In her findings, Okahaabwa discovered that people who go abroad and are involved in faith and social organisations like the Nkobazambogo seemed to adapt better to the environment. Okahaabwa noted further that it helps if people, who plan to leave the country, are sensitized about the likely problems they will face, and how they can deal with them.
“Sometimes there are conflicts between parents, who have been raised in Uganda and have learnt the Ugandan way of life and their children who have barely had the time to learn the culture before they are whisked away to another country with different customs. The two groups fail to get along because of the different ideologies that the different countries have instilled in them,” she explained.

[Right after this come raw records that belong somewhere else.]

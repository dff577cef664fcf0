//! Connectivity monitor
//!
//! Turns the layered connectivity check into a bounded wait: one check per
//! attempt, a fixed sleep in between, and exactly one terminal outcome once
//! connectivity is back or the attempt budget is used up.

use crate::{
    config::PollPolicy,
    services::{
        connectivity::ConnectivityCheck,
        notification::{Notification, Notifier},
    },
};
use log::{error, info, warn};
use std::{future::Future, pin::pin, time::Duration};
use tokio::time::{Instant, sleep};

const BANNER: &str = "===============================================";

/// Terminal result of a monitor run
#[derive(Clone, Copy, Debug, PartialEq, Eq)]
pub struct MonitorOutcome {
    restored: bool,
    elapsed: Duration,
    attempts_used: u32,
    cancelled: bool,
}

impl MonitorOutcome {
    fn restored_after(elapsed: Duration, attempts_used: u32) -> Self {
        Self {
            restored: true,
            elapsed,
            attempts_used,
            cancelled: false,
        }
    }

    fn exhausted_after(elapsed: Duration, attempts_used: u32) -> Self {
        Self {
            restored: false,
            elapsed,
            attempts_used,
            cancelled: false,
        }
    }

    fn cancelled_after(elapsed: Duration, attempts_used: u32) -> Self {
        Self {
            restored: false,
            elapsed,
            attempts_used,
            cancelled: true,
        }
    }

    pub fn restored(&self) -> bool {
        self.restored
    }

    pub fn elapsed(&self) -> Duration {
        self.elapsed
    }

    /// Elapsed time in whole seconds, rounded down
    pub fn elapsed_seconds(&self) -> u64 {
        self.elapsed.as_secs()
    }

    pub fn attempts_used(&self) -> u32 {
        self.attempts_used
    }

    pub fn cancelled(&self) -> bool {
        self.cancelled
    }
}

pub struct ConnectivityMonitor<C, N> {
    check: C,
    notifier: N,
    policy: PollPolicy,
}

impl<C, N> ConnectivityMonitor<C, N>
where
    C: ConnectivityCheck,
    N: Notifier,
{
    pub fn new(check: C, notifier: N, policy: PollPolicy) -> Self {
        Self {
            check,
            notifier,
            policy,
        }
    }

    /// Poll until connectivity is restored or the attempt budget is exhausted
    pub async fn wait_for_internet(&self) -> MonitorOutcome {
        self.wait_for_internet_until(std::future::pending()).await
    }

    /// Poll like [`Self::wait_for_internet`] but stop early once `cancel` completes
    ///
    /// Cancellation is observed while sleeping between attempts; a running check
    /// always finishes first. A cancelled run sends no notification.
    pub async fn wait_for_internet_until<F>(&self, cancel: F) -> MonitorOutcome
    where
        F: Future<Output = ()>,
    {
        let mut cancel = pin!(cancel);
        let max_attempts = self.policy.max_attempts();
        let start = Instant::now();
        let mut attempt = 0;

        info!("{BANNER}");
        info!("checking internet connection...");
        info!("{BANNER}");

        loop {
            attempt += 1;
            info!(
                "attempt {attempt}/{max_attempts} ({} seconds elapsed)...",
                start.elapsed().as_secs()
            );

            let result = self.check.check().await;
            let elapsed = start.elapsed();

            if result.reachable {
                let outcome = MonitorOutcome::restored_after(elapsed, attempt);
                if let Some(strategy) = result.strategy {
                    info!(
                        "connectivity confirmed by {strategy} probe in {} ms",
                        result.latency.as_millis()
                    );
                }
                info!("{BANNER}");
                info!("internet connection restored!");
                info!("total wait time: {} seconds", outcome.elapsed_seconds());
                info!("{BANNER}");

                self.dispatch(Notification::restored(outcome.elapsed_seconds()))
                    .await;
                return outcome;
            }

            if attempt >= max_attempts {
                let outcome = MonitorOutcome::exhausted_after(elapsed, attempt);
                error!("{BANNER}");
                error!(
                    "internet connection not restored after {} seconds!",
                    outcome.elapsed_seconds()
                );
                warn!("please check the modem manually.");
                error!("{BANNER}");

                self.dispatch(Notification::exhausted(outcome.elapsed_seconds()))
                    .await;
                return outcome;
            }

            tokio::select! {
                _ = sleep(self.policy.check_interval()) => {}
                _ = &mut cancel => {
                    warn!("connectivity monitor cancelled after {attempt} attempts");
                    return MonitorOutcome::cancelled_after(start.elapsed(), attempt);
                }
            }
        }
    }

    async fn dispatch(&self, notification: Notification) {
        if let Err(e) = self.notifier.notify(&notification).await {
            warn!("failed to send notification: {e:#}");
        }
    }
}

Okahaabwa explains that her love for psychology stems from her childhood as a shy child which made her quite reserved. As a result, she was always eager to learn why those around her behaved in certain ways.

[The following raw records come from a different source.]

//! Modem restart driver
//!
//! Navigating the modem web console is left to an external command (usually a
//! browser automation script). This module only runs it with the console
//! credentials exported and enforces the console timeout.

use crate::{common::bounded, config::ApplianceConfig};
use anyhow::{Context, Result, bail, ensure};
use log::info;
#[cfg(any(test, feature = "mock"))]
use mockall::automock;
use std::{path::PathBuf, process::Stdio, time::Duration};
use tokio::process::Command;
use trait_variant::make;

#[make(Send)]
#[cfg_attr(any(test, feature = "mock"), automock)]
pub trait RestartDriver {
    /// Submit the restart; `Ok` means the modem accepted it
    async fn restart(&self) -> Result<()>;
}

/// Submit the restart and give the modem time to go down
///
/// A failed restart is returned without waiting and is not retried.
pub async fn restart_and_settle<D>(driver: &D, settle_delay: Duration) -> Result<()>
where
    D: RestartDriver,
{
    driver.restart().await.context("failed to restart modem")?;

    info!("modem will be active again in approximately 1-2 minutes");
    tokio::time::sleep(settle_delay).await;

    Ok(())
}

pub struct CommandRestartDriver {
    program: PathBuf,
    args: Vec<String>,
    appliance: ApplianceConfig,
}

impl CommandRestartDriver {
    /// Create a driver for a whitespace separated command line
    ///
    /// The command is executed directly, not through a shell.
    ///
    /// # Arguments
    /// * `command_line` - Program followed by its arguments
    /// * `appliance` - Modem console settings exported to the command
    pub fn new(command_line: &str, appliance: ApplianceConfig) -> Result<Self> {
        let mut parts = command_line.split_whitespace().map(String::from);
        let program = parts
            .next()
            .map(PathBuf::from)
            .context("failed to create restart driver: empty restart command")?;

        Ok(Self {
            program,
            args: parts.collect(),
            appliance,
        })
    }

    fn command(&self) -> Command {
        let mut command = Command::new(&self.program);
        command
            .args(&self.args)
            .env("APPLIANCE_URL", self.appliance.url.as_str())
            .env("APPLIANCE_USERNAME", &self.appliance.username)
            .env("APPLIANCE_PASSWORD", &self.appliance.password)
            .env(
                "APPLIANCE_TIMEOUT_MS",
                self.appliance.timeout.as_millis().to_string(),
            )
            .stdin(Stdio::null())
            .kill_on_drop(true);
        command
    }
}

impl RestartDriver for CommandRestartDriver {
    async fn restart(&self) -> Result<()> {
        info!("starting modem restart process...");
        info!("target: {}", self.appliance.url);

        let mut child = self
            .command()
            .spawn()
            .context(format!("failed to spawn restart command {:?}", self.program))?;

        let Some(status) = bounded(self.appliance.timeout, child.wait()).await else {
            bail!(
                "restart command timed out after {} ms",
                self.appliance.timeout.as_millis()
            );
        };
        let status = status.context("failed to wait for restart command")?;

        ensure!(status.success(), "restart command failed with {status}");

        info!("modem restart submitted");
        Ok(())
    }
}

#[cfg(test)]
mod tests {
    use super::*;
    use reqwest::Url;

    fn appliance() -> ApplianceConfig {
        ApplianceConfig {
            url: Url::parse("http://192.168.1.1/").unwrap(),
            username: "admin".to_string(),
            password: "secret".to_string(),
            timeout: Duration::from_secs(5),
            restart_command: None,
            settle_delay: Duration::ZERO,
        }
    }

    mod new {
        use super::*;

        #[test]
        fn splits_program_and_arguments() {
            let driver = CommandRestartDriver::new("node restart.js --headless", appliance())
                .unwrap();

            assert_eq!(driver.program, PathBuf::from("node"));
            assert_eq!(driver.args, vec!["restart.js", "--headless"]);
        }

        #[test]
        fn rejects_empty_command() {
            let result = CommandRestartDriver::new("   ", appliance());
            assert!(result.is_err());
        }
    }

    mod settle {
        use super::*;
        use tokio::time::Instant;

        #[tokio::test(start_paused = true)]
        async fn waits_settle_delay_after_restart() {
            let mut driver = MockRestartDriver::new();
            driver
                .expect_restart()
                .times(1)
                .returning(|| Box::pin(async { Ok(()) }));

            let started = Instant::now();
            restart_and_settle(&driver, Duration::from_secs(5))
                .await
                .unwrap();

            assert_eq!(started.elapsed(), Duration::from_secs(5));
        }

        #[tokio::test(start_paused = true)]
        async fn propagates_failure_without_waiting() {
            let mut driver = MockRestartDriver::new();
            driver
                .expect_restart()
                .times(1)
                .returning(|| Box::pin(async { Err(anyhow::anyhow!("login rejected")) }));

            let started = Instant::now();
            let err = restart_and_settle(&driver, Duration::from_secs(5))
                .await
                .unwrap_err();

            assert!(format!("{err:#}").contains("failed to restart modem: login rejected"));
            assert_eq!(started.elapsed(), Duration::ZERO);
        }
    }

    mod restart {
        use super::*;

        #[tokio::test]
        async fn succeeds_on_zero_exit() {
            let driver = CommandRestartDriver::new("true", appliance()).unwrap();
            assert!(driver.restart().await.is_ok());
        }

        #[tokio::test]
        async fn fails_on_non_zero_exit() {
            let driver = CommandRestartDriver::new("false", appliance()).unwrap();
            let err = driver.restart().await.unwrap_err();

            assert!(err.to_string().contains("restart command failed"));
        }

        #[tokio::test]
        async fn fails_when_program_is_missing() {
            let driver = CommandRestartDriver::new("/nonexistent/restart", appliance()).unwrap();
            assert!(driver.restart().await.is_err());
        }
    }
}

Okahaabwa joined UCU in 2004 as a part-time lecturer and was one of the founding members of the Counselling Department. She was originally teaching in an international school but felt that she could do more with herself.
“I wrote to the then Vice Chancellor, Prof. Stephen Noll, and asked about the state of counselling at the university but I did not get a response. Finally, I came and talked to Dr Senyonyi who informed me that they did not have a Department of Counselling but were in the process of hiring someone from Canada to help start it,” she explained.
Eventually, Okahaabwa came to the university and requested for a part-time lecturing job in the counselling programme which was under the Faculty of Education. In the same year (2004), Rev Arnie Toews, the counsellor from Canada came to the university and together with Okahaabwa, they worked to start the counselling services at the university which is now The Ruth Nkoyoyo Wellness Centre.
“We also started the academic counselling programmes under the Faculty of Social Sciences,” she said.

Family background
The 48-year-old is the daughter of John W Kaakaabaale, a retired secondary school teacher and Keren Kaakaabaale, a retired nurse currently working as a businesswoman in Kabale District.
“My parents were very supportive even when I wanted to study a PhD but did not have the money to facilitate me. They still helped me whenever they could,” she said.
She is married to Richard Bagabe Bamanya and the two have one child, Esther Bagabe.

Education
For her primary, Okahaabwa attended Kabale Preparatory School in Kabale. She studied at Gayaza High School for both O and A-level education before joining Makerere University where she did a Bachelor’s in Botany, Zoology and Psychology.
“I later dropped Botany and focused on Zoology and Psychology. Zoology and Psychology together are the foundation of Clinical Psychology. Zoology is the study of animals and human beings in terms of their physical nature while Psychology looks at behaviour and how human beings interpret certain things,” Okahaabwa explained, when I talked to her about her academic journey.
She then embarked on a Masters in Clinical Psychology from Makerere University in 1998.

Advice to community
Okahaabwa urges aspiring academicians not to start a PhD unless they are very ready for it.
“A PhD can be very draining and this may result in people putting it aside for a while,” she explained.